Par un arrêt du 5 février 2020 (req n° 425578), le Conseil d’Etat saisi d’un recours en annulation de la société Orphan Europe, a annulé la première décision de tarif unifié adoptée par le CEPS sur le fondement de l’effet utile du règlement européen n° 141/2000 relatif aux médicaments orphelins.

 

Le médicament Carbaglu, réservé à l’usage hospitalier, disposait d’une exclusivité commerciale sur le fondement de ce règlement pour ses quatre indications. L’exclusivité commerciale sur la première de ces indications ayant expiré, un générique a obtenu une AMM et a été commercialisé. Les trois autres indications restaient donc couvertes par l’exclusivité commerciale.

 

Le CEPS a adopté le 31 octobre 2018 une décision de tarif unifié s’appliquant au groupe générique « acide carglumique », comprenant Carbaglu et le générique.

 

Le tarif unifié permet au CEPS de fixer un tarif unique de remboursement, sans préjudice du prix fixé (liste en sus/rétrocession) pour les médicaments concernés. Toutefois, ce mécanisme contraint largement dans la pratique les entreprises concernées à aligner leurs prix sur celui du tarif unifié, sauf à risquer de ne pas être retenues dans le cadre d’appels d’offres hospitaliers.

 

En l’espèce le CEPS avait appliqué le tarif unifié à l’ensemble des indications de Carbaglu, c’est-à-dire à celle qui avait été génériquée, mais également aux trois autres indications étant toujours sous exclusivité commerciale en application du règlement européen.

 

Le Conseil d’Etat a considéré que les autorités ne doivent pas priver une entreprise des bénéfices attendus d’une exclusivité commerciale : « Pour garantir l’effet utile de ces dispositions, les autorités nationales doivent s’abstenir de toute mesure qui favoriserait des prescriptions hors indications d’un médicament pour des indications thérapeutiques couvertes par l’exclusivité commerciale dont bénéficie un autre médicament à ce titre.
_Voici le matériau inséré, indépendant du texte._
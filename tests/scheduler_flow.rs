mod support;

use std::sync::atomic::Ordering;
use std::time::Duration;
use support::{started, test_config, wait_terminal, FakeAgent};
use switchboard::config::SaturationPolicy;
use switchboard::protocol::{AgentTransport, ProtocolClient};
use switchboard::scheduler::NO_SUITABLE_AGENT;
use switchboard::{AgentStatus, Message, Role, SchedulerError, Task, TaskState};

fn task(text: &str) -> Task {
    Task::new(Message::text(Role::User, text))
}

#[tokio::test]
async fn task_without_agents_fails_with_reason() {
    let coordinator = started(test_config()).await;

    for i in 0..5 {
        let id = coordinator.submit_task(task(&format!("job {i}"))).await.unwrap();
        let status = wait_terminal(&coordinator, &id).await;
        assert_eq!(status.state, TaskState::Failed);
        assert_eq!(status.error.as_deref(), Some(NO_SUITABLE_AGENT));
    }
    assert_eq!(coordinator.snapshot().scheduler.failed_total, 5);
    coordinator.stop().await;
}

#[tokio::test]
async fn successful_dispatch_walks_the_state_machine_and_releases_load() {
    let agent = FakeAgent::spawn("Worker", &["echo"]).await;
    let gate = agent.gate();
    let coordinator = started(test_config()).await;
    let record = coordinator.register_agent(&agent.url, false).await.unwrap();

    let id = coordinator
        .submit_task(task("hello").with_context("ctx-1").with_session("sess-1"))
        .await
        .unwrap();
    let first = coordinator.task_status(&id).unwrap().state;
    assert!(matches!(first, TaskState::Submitted | TaskState::InProgress));

    // the agent holds the request: one dispatch in flight
    let deadline = tokio::time::Instant::now() + Duration::from_secs(5);
    while agent.task_hits() == 0 {
        assert!(tokio::time::Instant::now() < deadline, "agent never contacted");
        tokio::time::sleep(Duration::from_millis(5)).await;
    }
    assert_eq!(coordinator.task_status(&id).unwrap().state, TaskState::InProgress);
    assert_eq!(coordinator.scheduler().load(&record.id), 1);

    gate.add_permits(1);
    let status = wait_terminal(&coordinator, &id).await;
    assert_eq!(status.state, TaskState::Completed);
    assert_eq!(coordinator.scheduler().load(&record.id), 0);

    let snapshot = coordinator.scheduler().task(&id).unwrap();
    assert_eq!(snapshot.assigned_agent.as_deref(), Some(record.id.as_str()));
    assert_eq!(snapshot.history.len(), 2);
    assert_eq!(snapshot.history[1].role, Role::Agent);
    assert_eq!(snapshot.artifacts.len(), 1);

    let envelope = agent.last_envelope().unwrap();
    assert_eq!(envelope["a2a_protocol"]["message_type"], "task_request");
    assert_eq!(envelope["a2a_protocol"]["version"], "1.0");
    assert_eq!(envelope["a2a_protocol"]["source_agent"], "switchboard");
    assert_eq!(envelope["a2a_protocol"]["target_agent"], "Worker");
    assert!(envelope["a2a_protocol"]["correlation_id"].is_string());
    assert_eq!(envelope["payload"]["task_id"], id.as_str());
    assert_eq!(envelope["payload"]["context_id"], "ctx-1");
    assert_eq!(envelope["payload"]["session_id"], "sess-1");
    assert_eq!(envelope["payload"]["message"]["parts"][0]["content"], "hello");
    coordinator.stop().await;
}

#[tokio::test]
async fn failed_dispatch_without_alternate_marks_agent_unhealthy() {
    let agent = FakeAgent::spawn("Broken", &[]).await.failing();
    let coordinator = started(test_config()).await;
    let record = coordinator.register_agent(&agent.url, false).await.unwrap();

    let id = coordinator.submit_task(task("hello")).await.unwrap();
    let status = wait_terminal(&coordinator, &id).await;

    assert_eq!(status.state, TaskState::Failed);
    assert!(status.error.unwrap().contains("500"));
    assert_eq!(
        coordinator.get_agent(&record.id).unwrap().status,
        AgentStatus::Unhealthy
    );
    assert_eq!(coordinator.scheduler().load(&record.id), 0);
    assert_eq!(agent.task_hits(), 1);
    coordinator.stop().await;
}

#[tokio::test]
async fn failover_uses_exactly_one_alternate() {
    let broken = FakeAgent::spawn("Broken", &[]).await.failing();
    let healthy = FakeAgent::spawn("Healthy", &[]).await;
    let bystander = FakeAgent::spawn("Bystander", &[]).await;
    let mut cfg = test_config();
    cfg.scheduler.workers = 1;
    let coordinator = started(cfg).await;
    let broken_record = coordinator.register_agent(&broken.url, false).await.unwrap();
    let healthy_record = coordinator.register_agent(&healthy.url, false).await.unwrap();
    coordinator.register_agent(&bystander.url, false).await.unwrap();

    let id = coordinator.submit_task(task("hello")).await.unwrap();
    let status = wait_terminal(&coordinator, &id).await;

    assert_eq!(status.state, TaskState::Completed);
    assert_eq!(
        coordinator.get_agent(&broken_record.id).unwrap().status,
        AgentStatus::Unhealthy
    );
    assert_eq!(broken.task_hits(), 1);
    assert_eq!(healthy.task_hits(), 1);
    assert_eq!(bystander.task_hits(), 0);
    assert_eq!(
        coordinator.scheduler().task(&id).unwrap().assigned_agent,
        Some(healthy_record.id)
    );
    coordinator.stop().await;
}

#[tokio::test]
async fn failover_stops_after_second_failure() {
    let first = FakeAgent::spawn("First", &[]).await.failing();
    let second = FakeAgent::spawn("Second", &[]).await.failing();
    let third = FakeAgent::spawn("Third", &[]).await;
    let mut cfg = test_config();
    cfg.scheduler.workers = 1;
    let coordinator = started(cfg).await;
    for agent in [&first, &second, &third] {
        coordinator.register_agent(&agent.url, false).await.unwrap();
    }

    let id = coordinator.submit_task(task("hello")).await.unwrap();
    let status = wait_terminal(&coordinator, &id).await;

    assert_eq!(status.state, TaskState::Failed);
    assert_eq!(first.task_hits() + second.task_hits(), 2);
    assert_eq!(third.task_hits(), 0);
    coordinator.stop().await;
}

#[tokio::test]
async fn cancel_on_completed_task_is_rejected() {
    let agent = FakeAgent::spawn("Worker", &[]).await;
    let coordinator = started(test_config()).await;
    coordinator.register_agent(&agent.url, false).await.unwrap();

    let id = coordinator.submit_task(task("hello")).await.unwrap();
    let done = wait_terminal(&coordinator, &id).await;
    assert_eq!(done.state, TaskState::Completed);

    assert!(!coordinator.cancel_task(&id));
    assert_eq!(coordinator.task_status(&id).unwrap(), done);
    coordinator.stop().await;
}

#[tokio::test]
async fn cancel_during_dispatch_is_final() {
    let agent = FakeAgent::spawn("Slow", &[]).await;
    let gate = agent.gate();
    let coordinator = started(test_config()).await;
    let record = coordinator.register_agent(&agent.url, false).await.unwrap();

    let id = coordinator.submit_task(task("hello")).await.unwrap();
    while agent.task_hits() == 0 {
        tokio::time::sleep(Duration::from_millis(5)).await;
    }
    assert!(coordinator.cancel_task(&id));
    assert!(!coordinator.cancel_task(&id));

    gate.add_permits(1);
    let deadline = tokio::time::Instant::now() + Duration::from_secs(5);
    while coordinator.scheduler().load(&record.id) != 0 {
        assert!(tokio::time::Instant::now() < deadline, "dispatch never resolved");
        tokio::time::sleep(Duration::from_millis(5)).await;
    }
    tokio::time::sleep(Duration::from_millis(20)).await;

    assert_eq!(coordinator.task_status(&id).unwrap().state, TaskState::Cancelled);
    let stats = coordinator.snapshot().scheduler;
    assert_eq!(stats.cancelled_total, 1);
    assert_eq!(stats.completed_total, 0);
    coordinator.stop().await;
}

#[tokio::test]
async fn least_loaded_agent_receives_the_next_task() {
    let busy = FakeAgent::spawn("Busy", &[]).await;
    let idle = FakeAgent::spawn("Idle", &[]).await;
    let busy_gate = busy.gate();
    let coordinator = started(test_config()).await;
    let busy_record = coordinator.register_agent(&busy.url, false).await.unwrap();
    coordinator.register_agent(&idle.url, false).await.unwrap();

    // ties go to the first registered agent
    let held = coordinator.submit_task(task("first")).await.unwrap();
    while busy.task_hits() == 0 {
        tokio::time::sleep(Duration::from_millis(5)).await;
    }
    assert_eq!(coordinator.scheduler().load(&busy_record.id), 1);

    let next = coordinator.submit_task(task("second")).await.unwrap();
    assert_eq!(wait_terminal(&coordinator, &next).await.state, TaskState::Completed);
    assert_eq!(idle.task_hits(), 1);
    assert_eq!(busy.task_hits(), 1);

    busy_gate.add_permits(1);
    assert_eq!(wait_terminal(&coordinator, &held).await.state, TaskState::Completed);
    assert_eq!(coordinator.scheduler().load(&busy_record.id), 0);
    coordinator.stop().await;
}

#[tokio::test]
async fn saturated_queue_rejects_new_work() {
    let agent = FakeAgent::spawn("Slow", &[]).await;
    let gate = agent.gate();
    let mut cfg = test_config();
    cfg.scheduler.workers = 1;
    cfg.scheduler.queue_capacity = 1;
    cfg.scheduler.saturation = SaturationPolicy::Reject;
    let coordinator = started(cfg).await;
    coordinator.register_agent(&agent.url, false).await.unwrap();

    let in_flight = coordinator.submit_task(task("one")).await.unwrap();
    while agent.task_hits() == 0 {
        tokio::time::sleep(Duration::from_millis(5)).await;
    }
    let queued = coordinator.submit_task(task("two")).await.unwrap();
    let err = coordinator.submit_task(task("three")).await.unwrap_err();
    assert_eq!(err, SchedulerError::Saturated { capacity: 1 });
    assert_eq!(coordinator.snapshot().scheduler.queued, 1);

    gate.add_permits(2);
    for id in [in_flight, queued] {
        assert_eq!(wait_terminal(&coordinator, &id).await.state, TaskState::Completed);
    }
    coordinator.stop().await;
}

#[tokio::test]
async fn blocking_policy_waits_for_queue_space() {
    let agent = FakeAgent::spawn("Slow", &[]).await;
    let gate = agent.gate();
    let mut cfg = test_config();
    cfg.scheduler.workers = 1;
    cfg.scheduler.queue_capacity = 1;
    cfg.scheduler.saturation = SaturationPolicy::Block;
    let coordinator = started(cfg).await;
    coordinator.register_agent(&agent.url, false).await.unwrap();

    coordinator.submit_task(task("one")).await.unwrap();
    while agent.task_hits() == 0 {
        tokio::time::sleep(Duration::from_millis(5)).await;
    }
    coordinator.submit_task(task("two")).await.unwrap();

    let blocked = tokio::time::timeout(
        Duration::from_millis(100),
        coordinator.submit_task(task("three")),
    )
    .await;
    assert!(blocked.is_err(), "submit should wait while the queue is full");

    gate.add_permits(3);
    let id = tokio::time::timeout(Duration::from_secs(5), coordinator.submit_task(task("four")))
        .await
        .expect("queue space frees up")
        .unwrap();
    assert_eq!(wait_terminal(&coordinator, &id).await.state, TaskState::Completed);
    coordinator.stop().await;
}

#[tokio::test]
async fn card_declared_endpoint_is_used_for_dispatch() {
    let agent = FakeAgent::spawn("Custom", &[]).await;
    agent.state.declare_endpoint.store(true, Ordering::SeqCst);
    let coordinator = started(test_config()).await;
    coordinator.register_agent(&agent.url, false).await.unwrap();

    let id = coordinator.submit_task(task("hello")).await.unwrap();
    assert_eq!(wait_terminal(&coordinator, &id).await.state, TaskState::Completed);
    assert_eq!(agent.state.custom_hits.load(Ordering::SeqCst), 1);
    coordinator.stop().await;
}

#[tokio::test]
async fn status_poll_reaches_the_agent() {
    let agent = FakeAgent::spawn("Worker", &[]).await;
    let client = ProtocolClient::new(&Default::default(), &Default::default()).unwrap();

    let body = client.get_status(&agent.url, "task 1/a").await.unwrap();
    assert_eq!(body["task_id"], "task 1/a");
    assert_eq!(body["status"], "completed");
    assert!(client.health_check(&agent.url).await);

    agent.set_healthy(false);
    assert!(!client.health_check(&agent.url).await);
}

#[tokio::test]
async fn stopped_platform_rejects_submissions() {
    let coordinator = started(test_config()).await;
    coordinator.stop().await;
    assert_eq!(
        coordinator.submit_task(task("late")).await.unwrap_err(),
        SchedulerError::NotRunning
    );
}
En outre, si les autorités nationales sont compétentes pour fixer les prix et décider du remboursement des médicaments, quelle que soit la procédure selon laquelle leur mise sur le marché a été autorisée, elles doivent, dans l’exercice de cette compétence, s’abstenir de mesures qui, en assimilant un médicament bénéficiant d’une exclusivité commerciale pour une ou plusieurs de ses indications à un médicament similaire qui n’est pas autorisé dans les mêmes indications, priverait le premier médicament des bénéfices attendus de cette exclusivité, dont l’objet était d’inciter à sa commercialisation en dépit du montant de l’investissement nécessaire ».

Le Conseil d’Etat a estimé que la mesure de tarif unifié avait fait obstacle à ce que la société commercialisant Carbaglu « (…) puisse tirer de l’exclusivité commerciale qui lui est reconnue pour ses trois nouvelles indications les bénéfices attendus, destinés à rémunérer l’investissement consenti, conformément à l’objectif poursuivi par le règlement (CE) n° 141/2000. »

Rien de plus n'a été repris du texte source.